One of my favorite parts of running the bakery was falling in love with the East Village and Lower East Side, and getting to really feel like a part of it. One of my former bakers, whom I still consider a friend, used to call me the People’s Monarch of the LES. I don’t think I’ve remotely earned the title, but am honored by it, nonetheless.

What are your plans now and what’s next for you?

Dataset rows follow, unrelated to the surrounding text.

// ⚙️ Configuration
// Gateway endpoint settings and the engine's filtering/ordering knobs.
//
// Every field has a default, so a JSON file only needs the keys it overrides.

use anyhow::{Context, Result};
use serde::{Deserialize, Serialize};
use std::fs;
use std::path::Path;

/// Public ESI endpoint
pub const ESI_BASE_URL: &str = "https://esi.evetech.net/latest";

pub const DEFAULT_TIMEOUT_SECS: u64 = 30;

pub const DEFAULT_USER_AGENT: &str = concat!("affiliation-history/", env!("CARGO_PKG_VERSION"));

// ============================================================================
// SYSTEM-OPERATED RANGE
// ============================================================================

/// Closed ID range reserved for groups run by the game itself (NPC corporations)
#[derive(Debug, Clone, Copy, PartialEq, Eq, Serialize, Deserialize)]
pub struct SystemOperatedRange {
    pub min: i64,
    pub max: i64,
}

impl SystemOperatedRange {
    pub const NPC_CORPORATIONS: SystemOperatedRange = SystemOperatedRange {
        min: 1_000_000,
        max: 2_000_000,
    };

    pub fn contains(&self, id: i64) -> bool {
        self.min <= id && id <= self.max
    }
}

impl Default for SystemOperatedRange {
    fn default() -> Self {
        Self::NPC_CORPORATIONS
    }
}

// ============================================================================
// FEED ORDER
// ============================================================================

/// Chronological order of the raw history arrays returned by a gateway
#[derive(Debug, Clone, Copy, PartialEq, Eq, Default, Serialize, Deserialize, clap::ValueEnum)]
#[serde(rename_all = "kebab-case")]
pub enum FeedOrder {
    /// Most recent period is the last element
    #[default]
    OldestFirst,

    /// Most recent period is the first element
    NewestFirst,
}

// ============================================================================
// SECTIONS
// ============================================================================

#[derive(Debug, Clone, PartialEq, Eq, Serialize, Deserialize)]
#[serde(default)]
pub struct GatewayConfig {
    pub base_url: String,
    pub timeout_secs: u64,
    pub user_agent: String,
}

impl Default for GatewayConfig {
    fn default() -> Self {
        GatewayConfig {
            base_url: ESI_BASE_URL.to_string(),
            timeout_secs: DEFAULT_TIMEOUT_SECS,
            user_agent: DEFAULT_USER_AGENT.to_string(),
        }
    }
}

#[derive(Debug, Clone, Copy, PartialEq, Eq, Default, Serialize, Deserialize)]
#[serde(default)]
pub struct EngineConfig {
    pub system_operated: SystemOperatedRange,

    /// Overrides the order the gateway declares; `None` trusts the gateway
    pub feed_order: Option<FeedOrder>,
}

#[derive(Debug, Clone, PartialEq, Eq, Default, Serialize, Deserialize)]
#[serde(default)]
pub struct AppConfig {
    pub gateway: GatewayConfig,
    pub engine: EngineConfig,
}

impl AppConfig {
    /// Load configuration from a JSON file
    pub fn from_file<P: AsRef<Path>>(path: P) -> Result<Self> {
        let content = fs::read_to_string(path.as_ref())
            .with_context(|| format!("Failed to read config file: {:?}", path.as_ref()))?;

        Self::from_json(&content)
    }

    pub fn from_json(content: &str) -> Result<Self> {
        serde_json::from_str(content).context("Failed to parse config JSON")
    }
}

// ============================================================================
// TESTS
// ============================================================================

#[cfg(test)]
mod tests {
    use super::*;

    #[test]
    fn test_system_operated_bounds_are_inclusive() {
        let range = SystemOperatedRange::NPC_CORPORATIONS;

        assert!(range.contains(1_000_000));
        assert!(range.contains(1_500_000));
        assert!(range.contains(2_000_000));
        assert!(!range.contains(999_999));
        assert!(!range.contains(2_000_001));
        assert!(!range.contains(98_000_001));
    }

    #[test]
    fn test_partial_json_keeps_defaults() {
        let config = AppConfig::from_json(
            r#"{"gateway": {"timeout_secs": 5}, "engine": {"feed_order": "newest-first"}}"#,
        )
        .unwrap();

        assert_eq!(config.gateway.timeout_secs, 5);
        assert_eq!(config.gateway.base_url, ESI_BASE_URL);
        assert_eq!(config.engine.feed_order, Some(FeedOrder::NewestFirst));
        assert_eq!(config.engine.system_operated, SystemOperatedRange::NPC_CORPORATIONS);
    }

    #[test]
    fn test_empty_json_is_default() {
        let config = AppConfig::from_json("{}").unwrap();

        assert_eq!(config, AppConfig::default());
        assert_eq!(config.engine.feed_order, None);
    }

    #[test]
    fn test_invalid_json_is_rejected() {
        assert!(AppConfig::from_json("{ not json").is_err());
    }
}
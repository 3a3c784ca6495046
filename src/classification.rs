// 🏷️ Classification Table - Notable cohorts
// Static super-group IDs grouped into named cohorts, plus the NPC range check.
//
// The built-in table is compiled in and initialized on first use only.
// After that it is shared read-only; tests build their own tables.

use crate::config::SystemOperatedRange;
use anyhow::{Context as AnyhowContext, Result};
use serde::{Deserialize, Serialize};
use std::collections::HashMap;
use std::fs;
use std::path::Path;
use std::sync::{Arc, OnceLock};

// ============================================================================
// COHORT
// ============================================================================

#[derive(Debug, Clone, Copy, PartialEq, Eq, Hash, Serialize, Deserialize)]
pub enum Cohort {
    Legacy,
    PanFam,
    Winter,
    Fire,
}

impl Cohort {
    pub fn as_str(&self) -> &'static str {
        match self {
            Cohort::Legacy => "Legacy",
            Cohort::PanFam => "PanFam",
            Cohort::Winter => "Winter",
            Cohort::Fire => "Fire",
        }
    }
}

// ============================================================================
// BUILT-IN ENTRIES
// ============================================================================

const LEGACY: &[(i64, &str)] = &[
    (99003214, "Brave Collective"),
    (498125261, "Test Alliance Please Ignore"),
    (99004116, "Warped Intentions"),
    (99007289, "Federation Uprising"),
    (99009104, "VINDICTIVE"),
    (99010428, "Eternal Requiem"),
    (99002367, "Evictus."),
    (99008809, "Already Replaced."),
    (982284363, "Sev3rance"),
    (99009082, "The Army of Mango Alliance"),
    (99010079, "Brave United"),
    (99007439, "Blue Sun Interstellar Technologies"),
    (99003838, "Requiem Eternal"),
    (99008098, "The Watchman International Alliance"),
];

const PANFAM: &[(i64, &str)] = &[
    (1727758877, "Northern Coalition."),
    (99005338, "Pandemic Horde"),
    (386292982, "Pandemic Legion"),
    (1042504553, "Solyaris Chtonium"),
    (99000163, "Northern Associates."),
    (99003006, "Brothers of Tangra"),
    (99009289, "Reckless Contingency."),
    (99002003, "No Value"),
    (99007722, "Stellae Renascitur"),
    (99006411, "NullSechnaya Sholupen"),
    (99003557, "LowSechnaya Sholupen"),
];

const WINTER: &[(i64, &str)] = &[
    (99003581, "Fraternity."),
    (99009310, "VENI VIDI VICI."),
    (99007498, "STARCHASER Alliance"),
    (99008278, "Literally Triggered"),
    (99005393, "Blades of Grass"),
    (99006343, "Lord of Worlds Alliance"),
    (99009275, "The Stars of northern moon"),
    (99001954, "Caladrius Alliance"),
    (99009764, "Azure Citizen"),
    (99009977, "Sylvanas Super mercenary"),
];

const FIRE: &[(i64, &str)] = &[
    (1411711376, "Legion of xXDEATHXx"),
    (741557221, "Razor Alliance"),
    (99008469, "UNREAL Alliance"),
    (99009168, "Valkyrie Alliance"),
    (99001648, "P-A-T-R-I-O-T-S"),
    (99002685, "Synergy of Steel"),
    (99002392, "NEXT FORCE"),
];

static BUILTIN: OnceLock<Arc<ClassificationTable>> = OnceLock::new();

// ============================================================================
// CLASSIFICATION TABLE
// ============================================================================

/// One `id → cohort` pair, as stored in table files
#[derive(Debug, Clone, PartialEq, Eq, Serialize, Deserialize)]
pub struct ClassificationEntry {
    pub id: i64,
    pub cohort: Cohort,
}

#[derive(Debug, Clone, Default, PartialEq, Eq)]
pub struct ClassificationTable {
    entries: HashMap<i64, Cohort>,
}

impl ClassificationTable {
    /// Shared compiled-in table, built on first call
    pub fn builtin() -> Arc<ClassificationTable> {
        BUILTIN
            .get_or_init(|| {
                let cohorts = [
                    (Cohort::Legacy, LEGACY),
                    (Cohort::PanFam, PANFAM),
                    (Cohort::Winter, WINTER),
                    (Cohort::Fire, FIRE),
                ];

                let entries = cohorts.iter().flat_map(|(cohort, members)| {
                    members.iter().map(move |(id, _name)| ClassificationEntry {
                        id: *id,
                        cohort: *cohort,
                    })
                });

                Arc::new(ClassificationTable::from_entries(entries))
            })
            .clone()
    }

    pub fn from_entries<I>(entries: I) -> Self
    where
        I: IntoIterator<Item = ClassificationEntry>,
    {
        ClassificationTable {
            entries: entries.into_iter().map(|e| (e.id, e.cohort)).collect(),
        }
    }

    /// Load a table from a JSON array of `{"id": .., "cohort": ..}` objects
    pub fn from_file<P: AsRef<Path>>(path: P) -> Result<Self> {
        let content = fs::read_to_string(path.as_ref())
            .with_context(|| format!("Failed to read classification file: {:?}", path.as_ref()))?;

        let entries: Vec<ClassificationEntry> =
            serde_json::from_str(&content).context("Failed to parse classification JSON")?;

        Ok(ClassificationTable::from_entries(entries))
    }

    pub fn lookup(&self, id: i64) -> Option<Cohort> {
        self.entries.get(&id).copied()
    }

    pub fn is_flagged(&self, id: i64) -> bool {
        self.entries.contains_key(&id)
    }

    pub fn len(&self) -> usize {
        self.entries.len()
    }

    pub fn is_empty(&self) -> bool {
        self.entries.is_empty()
    }
}

/// NPC corporation check against the default range
pub fn is_system_operated(group_id: i64) -> bool {
    SystemOperatedRange::NPC_CORPORATIONS.contains(group_id)
}

// ============================================================================
// TESTS
// ============================================================================

#[cfg(test)]
mod tests {
    use super::*;

    #[test]
    fn test_builtin_lookup() {
        let table = ClassificationTable::builtin();

        assert_eq!(table.lookup(99003214), Some(Cohort::Legacy));
        assert_eq!(table.lookup(386292982), Some(Cohort::PanFam));
        assert_eq!(table.lookup(99003581), Some(Cohort::Winter));
        assert_eq!(table.lookup(741557221), Some(Cohort::Fire));
        assert_eq!(table.lookup(500), None);
    }

    #[test]
    fn test_builtin_is_initialized_once() {
        let a = ClassificationTable::builtin();
        let b = ClassificationTable::builtin();

        assert!(Arc::ptr_eq(&a, &b));
        assert_eq!(a.len(), LEGACY.len() + PANFAM.len() + WINTER.len() + FIRE.len());
    }

    #[test]
    fn test_is_flagged_only_for_keys() {
        let table = ClassificationTable::builtin();

        for (id, _) in LEGACY.iter().chain(PANFAM).chain(WINTER).chain(FIRE) {
            assert!(table.is_flagged(*id), "{} should be flagged", id);
        }

        for id in [0, -1, -99003214, i64::MIN, i64::MAX, 1, 99003215, 1_000_000] {
            assert!(!table.is_flagged(id), "{} should not be flagged", id);
        }
    }

    #[test]
    fn test_cohort_lookup() {
        let table = ClassificationTable::builtin();

        assert!(FIRE.iter().all(|(id, _)| table.lookup(*id) == Some(Cohort::Fire)));
        assert_eq!(table.lookup(99002392), Some(Cohort::Fire));
    }

    #[test]
    fn test_custom_table() {
        let table = ClassificationTable::from_entries(vec![ClassificationEntry {
            id: 700,
            cohort: Cohort::Winter,
        }]);

        assert!(table.is_flagged(700));
        assert!(!table.is_flagged(99003214));
        assert_eq!(table.lookup(700).map(|c| c.as_str()), Some("Winter"));
    }

    #[test]
    fn test_entries_parse_from_json() {
        let entries: Vec<ClassificationEntry> =
            serde_json::from_str(r#"[{"id": 1, "cohort": "PanFam"}]"#).unwrap();
        let table = ClassificationTable::from_entries(entries);

        assert_eq!(table.lookup(1), Some(Cohort::PanFam));
    }

    #[test]
    fn test_system_operated_range() {
        assert!(is_system_operated(1_000_000));
        assert!(is_system_operated(1_000_125));
        assert!(is_system_operated(2_000_000));
        assert!(!is_system_operated(98_000_001));
        assert!(!is_system_operated(0));
    }
}
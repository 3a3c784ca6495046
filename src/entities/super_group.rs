// 🛡️ Super-group membership (alliance period)
// Leaf of the tree: one period during which a group sat in a super-group.

use crate::temporal::PeriodBound;
use serde::{Deserialize, Serialize};

#[derive(Debug, Clone, PartialEq, Eq, Serialize, Deserialize)]
pub struct SuperGroupMembership {
    pub super_group_id: i64,
    pub display_name: String,
    pub period_start: PeriodBound,
    pub period_end: PeriodBound,

    /// Listed in the classification table
    pub is_flagged: bool,
}

impl SuperGroupMembership {
    pub fn new(
        super_group_id: i64,
        display_name: String,
        period_start: PeriodBound,
        period_end: PeriodBound,
        is_flagged: bool,
    ) -> Self {
        SuperGroupMembership {
            super_group_id,
            display_name,
            period_start,
            period_end,
            is_flagged,
        }
    }

    pub fn is_current(&self) -> bool {
        self.period_end.is_now()
    }
}
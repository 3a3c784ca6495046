// Affiliation History - Web Server
// JSON API over the reconstruction engine

use affiliation_history::{
    parse_entity_ref, portrait_url, AppConfig, ClassificationTable, EsiGateway, Gateway,
    HistoryEngine, Reconstruction, ReconstructionError,
};
use anyhow::{Context, Result};
use axum::{
    extract::{Path, Query, State},
    http::StatusCode,
    response::{IntoResponse, Json},
    routing::get,
    Router,
};
use clap::Parser;
use serde::{Deserialize, Serialize};
use std::path::PathBuf;
use std::sync::Arc;
use tower_http::cors::CorsLayer;
use tracing_subscriber::EnvFilter;

#[derive(Debug, Parser)]
#[command(name = "history-server", version)]
struct Args {
    #[arg(long, env = "AFFILIATION_BIND", default_value = "0.0.0.0:3000")]
    bind: String,

    #[arg(long, env = "AFFILIATION_CONFIG")]
    config: Option<PathBuf>,
}

/// Shared application state
struct AppState<G> {
    engine: Arc<HistoryEngine<G>>,
}

impl<G> Clone for AppState<G> {
    fn clone(&self) -> Self {
        Self {
            engine: Arc::clone(&self.engine),
        }
    }
}

/// API Response wrapper
#[derive(Serialize)]
struct ApiResponse<T> {
    success: bool,
    #[serde(skip_serializing_if = "Option::is_none")]
    data: Option<T>,
    #[serde(skip_serializing_if = "Option::is_none")]
    error: Option<String>,
}

impl<T> ApiResponse<T> {
    fn ok(data: T) -> Self {
        Self {
            success: true,
            data: Some(data),
            error: None,
        }
    }

    fn err(error: impl ToString) -> Self {
        Self {
            success: false,
            data: None,
            error: Some(error.to_string()),
        }
    }
}

/// History response: the reconstruction plus display helpers
#[derive(Serialize)]
struct HistoryResponse {
    portrait_url: String,
    notices: Vec<String>,
    #[serde(flatten)]
    reconstruction: Reconstruction,
}

impl From<Reconstruction> for HistoryResponse {
    fn from(reconstruction: Reconstruction) -> Self {
        Self {
            portrait_url: portrait_url(reconstruction.entity.id),
            notices: reconstruction.warnings.notice_batch(),
            reconstruction,
        }
    }
}

#[derive(Deserialize)]
struct LookupParams {
    input: String,
}

#[derive(Serialize)]
struct LookupResponse {
    entity_id: i64,
    portrait_url: String,
}

// ============================================================================
// API Handlers
// ============================================================================

/// GET /api/health - Health check
async fn health_check() -> impl IntoResponse {
    Json(ApiResponse::ok("OK"))
}

/// GET /api/characters/:id/history - Reconstruct affiliation history
async fn get_history<G: Gateway + 'static>(
    State(state): State<AppState<G>>,
    Path(entity_id): Path<i64>,
) -> impl IntoResponse {
    match state.engine.reconstruct(entity_id).await {
        Ok(reconstruction) => (
            StatusCode::OK,
            Json(ApiResponse::ok(HistoryResponse::from(reconstruction))),
        )
            .into_response(),
        Err(e) => {
            tracing::error!(entity_id = e.entity_id(), error = %e, cause = %e.gateway_error(), "reconstruction failed");
            (StatusCode::BAD_GATEWAY, Json(ApiResponse::<HistoryResponse>::err(describe(&e)))).into_response()
        }
    }
}

/// GET /api/lookup?input=... - Extract an entity id from an id or profile URL
async fn lookup(Query(params): Query<LookupParams>) -> impl IntoResponse {
    match parse_entity_ref(&params.input) {
        Ok(entity_id) => (
            StatusCode::OK,
            Json(ApiResponse::ok(LookupResponse {
                entity_id,
                portrait_url: portrait_url(entity_id),
            })),
        )
            .into_response(),
        Err(e) => (StatusCode::BAD_REQUEST, Json(ApiResponse::<LookupResponse>::err(e))).into_response(),
    }
}

fn describe(error: &ReconstructionError) -> String {
    format!("{}: {}", error, error.gateway_error())
}

fn router<G: Gateway + 'static>(state: AppState<G>) -> Router {
    let api_routes = Router::new()
        .route("/health", get(health_check))
        .route("/characters/:id/history", get(get_history::<G>))
        .route("/lookup", get(lookup))
        .with_state(state);

    Router::new()
        .nest("/api", api_routes)
        .layer(CorsLayer::permissive())
}

// ============================================================================
// Main Server
// ============================================================================

#[tokio::main]
async fn main() -> Result<()> {
    tracing_subscriber::fmt()
        .with_env_filter(EnvFilter::try_from_default_env().unwrap_or_else(|_| EnvFilter::new("info")))
        .init();

    let args = Args::parse();
    let config = match &args.config {
        Some(path) => AppConfig::from_file(path)?,
        None => AppConfig::default(),
    };

    let gateway = EsiGateway::new(&config.gateway).context("Failed to build ESI client")?;
    let engine = HistoryEngine::new(gateway, ClassificationTable::builtin(), config.engine);
    tracing::info!(feed_order = ?engine.feed_order(), "engine ready");
    let state = AppState {
        engine: Arc::new(engine),
    };

    let listener = tokio::net::TcpListener::bind(&args.bind)
        .await
        .with_context(|| format!("Failed to bind to {}", args.bind))?;

    tracing::info!(bind = %args.bind, esi = %config.gateway.base_url, "server listening");

    axum::serve(listener, router(state))
        .await
        .context("Server stopped unexpectedly")?;

    Ok(())
}

// ============================================================================
// TESTS
// ============================================================================

#[cfg(test)]
mod tests {
    use super::*;
    use affiliation_history::{GroupHistoryRecord, MemoryGateway, ResourceKind};
    use axum::body::{to_bytes, Body};
    use axum::http::Request;
    use tower::ServiceExt;

    const PILOT: i64 = 2119066983;

    fn app(gateway: MemoryGateway) -> Router {
        router(AppState {
            engine: Arc::new(HistoryEngine::with_defaults(gateway)),
        })
    }

    fn pilot_gateway() -> MemoryGateway {
        MemoryGateway::new()
            .with_entity(PILOT, "Test Pilot")
            .with_group(600, "Second Corp")
            .with_group_history(
                PILOT,
                vec![
                    GroupHistoryRecord::new(500, 1, "2020-01-01T00:00:00Z"),
                    GroupHistoryRecord::new(600, 2, "2022-06-01T00:00:00Z"),
                ],
            )
    }

    async fn get(router: Router, uri: &str) -> (StatusCode, serde_json::Value) {
        let response = router
            .oneshot(Request::builder().uri(uri).body(Body::empty()).unwrap())
            .await
            .unwrap();
        let status = response.status();
        let bytes = to_bytes(response.into_body(), 1024 * 1024).await.unwrap();

        (status, serde_json::from_slice(&bytes).unwrap())
    }

    #[tokio::test]
    async fn test_health() {
        let (status, body) = get(app(MemoryGateway::new()), "/api/health").await;

        assert_eq!(status, StatusCode::OK);
        assert_eq!(body["success"], true);
        assert_eq!(body["data"], "OK");
    }

    #[tokio::test]
    async fn test_history_body_carries_notices_and_portrait() {
        // group 500 has no registered name, so it becomes a notice
        let (status, body) = get(app(pilot_gateway()), "/api/characters/2119066983/history").await;

        assert_eq!(status, StatusCode::OK);
        assert_eq!(body["success"], true);
        assert!(body.get("error").is_none());

        let data = &body["data"];
        assert_eq!(data["portrait_url"], portrait_url(PILOT));
        assert_eq!(data["entity"]["display_name"], "Test Pilot");
        assert_eq!(data["entity"]["groups"][0]["group_id"], 600);
        assert_eq!(data["entity"]["groups"][0]["period_end"], "now");
        assert_eq!(data["warnings"].as_array().unwrap().len(), 1);

        let notices = data["notices"].as_array().unwrap();
        let last = notices.last().and_then(|n| n.as_str()).unwrap();
        assert!(notices.len() > 1);
        assert!(last.contains("Group 500"));
    }

    #[tokio::test]
    async fn test_entity_failure_is_bad_gateway() {
        let gateway = pilot_gateway().failing(ResourceKind::EntityDetails, PILOT);

        let (status, body) = get(app(gateway), "/api/characters/2119066983/history").await;

        assert_eq!(status, StatusCode::BAD_GATEWAY);
        assert_eq!(body["success"], false);
        assert!(body.get("data").is_none());
        let error = body["error"].as_str().unwrap();
        assert!(error.contains("2119066983"));
        assert!(error.contains("connection reset"));
    }

    #[tokio::test]
    async fn test_lookup() {
        let (status, body) = get(
            app(MemoryGateway::new()),
            "/api/lookup?input=https%3A%2F%2Fzkillboard.com%2Fcharacter%2F454518485%2F",
        )
        .await;

        assert_eq!(status, StatusCode::OK);
        assert_eq!(body["data"]["entity_id"], 454518485);
        assert_eq!(body["data"]["portrait_url"], portrait_url(454518485));
    }

    #[tokio::test]
    async fn test_invalid_lookup_is_bad_request() {
        let (status, body) = get(app(MemoryGateway::new()), "/api/lookup?input=abc").await;

        assert_eq!(status, StatusCode::BAD_REQUEST);
        assert_eq!(body["success"], false);
        assert!(body["error"].as_str().unwrap().contains("abc"));
    }
}
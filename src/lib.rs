// Affiliation History - Core Library
// Exposes all modules for use in the CLI, API server, and tests

pub mod classification;
pub mod config;
pub mod engine;
pub mod entities;
pub mod error;
pub mod gateway;
pub mod lookup;
pub mod temporal;
pub mod timeline;
pub mod warnings;

// Re-export commonly used types
pub use classification::{is_system_operated, ClassificationEntry, ClassificationTable, Cohort};
pub use config::{AppConfig, EngineConfig, FeedOrder, GatewayConfig, SystemOperatedRange};
pub use engine::{HistoryEngine, Reconstruction};
pub use entities::{Entity, GroupMembership, SuperGroupMembership};
pub use error::{GatewayError, InvalidEntityRef, MalformedTimestamp, ReconstructionError};
pub use gateway::{
    EsiGateway, Gateway, GroupHistoryRecord, MemoryGateway, ResourceKind, SuperGroupHistoryRecord,
};
pub use lookup::{parse_entity_ref, portrait_url};
pub use temporal::{
    ends_before_start, overlaps, overlaps_at, resolve_end, resolve_periods, PeriodBound,
};
pub use timeline::{build_timeline, TimelineRow};
pub use warnings::Warnings;

/// Library version
pub const VERSION: &str = env!("CARGO_PKG_VERSION");
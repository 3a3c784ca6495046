// ⚠️ Warnings - Per-reconstruction notice batch
// Every non-fatal failure lands here as a human-readable line, in the order
// it happened. One value per `reconstruct` call; nothing is shared.

use serde::{Deserialize, Serialize};

/// Lines shown ahead of a non-empty batch
pub const NOTICE_HEADER: [&str; 3] = [
    "Errors have occurred which may affect the integrity and informative value of the data collected.",
    "The following errors have occurred:",
    "#################################",
];

#[derive(Debug, Clone, Default, PartialEq, Eq, Serialize, Deserialize)]
#[serde(transparent)]
pub struct Warnings {
    messages: Vec<String>,
}

impl Warnings {
    pub fn new() -> Self {
        Self::default()
    }

    pub fn record(&mut self, message: impl Into<String>) {
        self.messages.push(message.into());
    }

    pub fn messages(&self) -> &[String] {
        &self.messages
    }

    pub fn len(&self) -> usize {
        self.messages.len()
    }

    pub fn is_empty(&self) -> bool {
        self.messages.is_empty()
    }

    /// Take every message, leaving the batch empty
    pub fn drain(&mut self) -> Vec<String> {
        std::mem::take(&mut self.messages)
    }

    /// Messages prefixed with [`NOTICE_HEADER`]; empty when nothing went wrong
    pub fn notice_batch(&self) -> Vec<String> {
        if self.messages.is_empty() {
            return Vec::new();
        }

        NOTICE_HEADER
            .iter()
            .map(|line| line.to_string())
            .chain(self.messages.iter().cloned())
            .collect()
    }
}

impl Extend<String> for Warnings {
    fn extend<T: IntoIterator<Item = String>>(&mut self, iter: T) {
        self.messages.extend(iter);
    }
}

// ============================================================================
// TESTS
// ============================================================================

#[cfg(test)]
mod tests {
    use super::*;

    #[test]
    fn test_record_keeps_order() {
        let mut warnings = Warnings::new();
        warnings.record("first");
        warnings.record(String::from("second"));

        assert_eq!(warnings.len(), 2);
        assert_eq!(warnings.messages(), ["first", "second"]);
    }

    #[test]
    fn test_drain_clears() {
        let mut warnings = Warnings::new();
        warnings.record("only");

        assert_eq!(warnings.drain(), vec!["only".to_string()]);
        assert!(warnings.is_empty());
        assert!(warnings.drain().is_empty());
    }

    #[test]
    fn test_notice_batch_header() {
        let mut warnings = Warnings::new();
        assert!(warnings.notice_batch().is_empty());

        warnings.record("alliance 700 unavailable");
        let batch = warnings.notice_batch();

        assert_eq!(batch.len(), NOTICE_HEADER.len() + 1);
        assert_eq!(batch[0], NOTICE_HEADER[0]);
        assert_eq!(batch.last().unwrap(), "alliance 700 unavailable");
    }

    #[test]
    fn test_serializes_as_plain_list() {
        let mut warnings = Warnings::new();
        warnings.record("x");

        assert_eq!(serde_json::to_string(&warnings).unwrap(), r#"["x"]"#);
    }
}
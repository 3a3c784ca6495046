// 🏢 Group membership (corporation period)
// One period of the entity inside a group, with the group's own
// super-group history attached.

use super::SuperGroupMembership;
use crate::temporal::PeriodBound;
use serde::{Deserialize, Serialize};

#[derive(Debug, Clone, PartialEq, Eq, Serialize, Deserialize)]
pub struct GroupMembership {
    pub group_id: i64,
    pub display_name: String,
    pub period_start: PeriodBound,
    pub period_end: PeriodBound,

    /// Listed in the classification table (independent of any super-group flag)
    pub is_flagged: bool,

    /// Every super-group period of this group, in feed order
    pub super_groups: Vec<SuperGroupMembership>,
}

impl GroupMembership {
    pub fn is_current(&self) -> bool {
        self.period_end.is_now()
    }
}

Now my plan is to focus on the bar, and trying to spend more time enjoying my life and the people in it. I plan to keep baking professionally, but more custom and bespoke projects, which are my favorite, and will allow me more time to have a life. I’m getting married in May, so I guess I should probably start planning that!


Anonymous said...

She sounds like a lovely and intelligent woman. I patronized this location a few times over the years. Wonderful product. Wish her the best!

Anonymous said...

Can we get a post that is more specific regarding the regulations and licensing issues? it seems like these issues are just as much of a problem as the landlord but they never get as much attention. Couldnt the city council make it easier for small businesses by easing up on these?

Anonymous said...

Sad! Good luck!

Anonymous said...

Lovely interview.

KT said...

Wonderful interview that reveals the real challenges small business owners in NYC face. This right here says it all: "a complete lack of protections for small-business owners." #SBJSA

Anonymous said...

Agree! Would be great to see an EVGieve local redux on both drivers that allow landlords to sit so long on vacant space and that push small shop owners out of biz.

Anonymous said...

This was a great interview and a great post.

Sometimes good things come to an end and that's the way of them.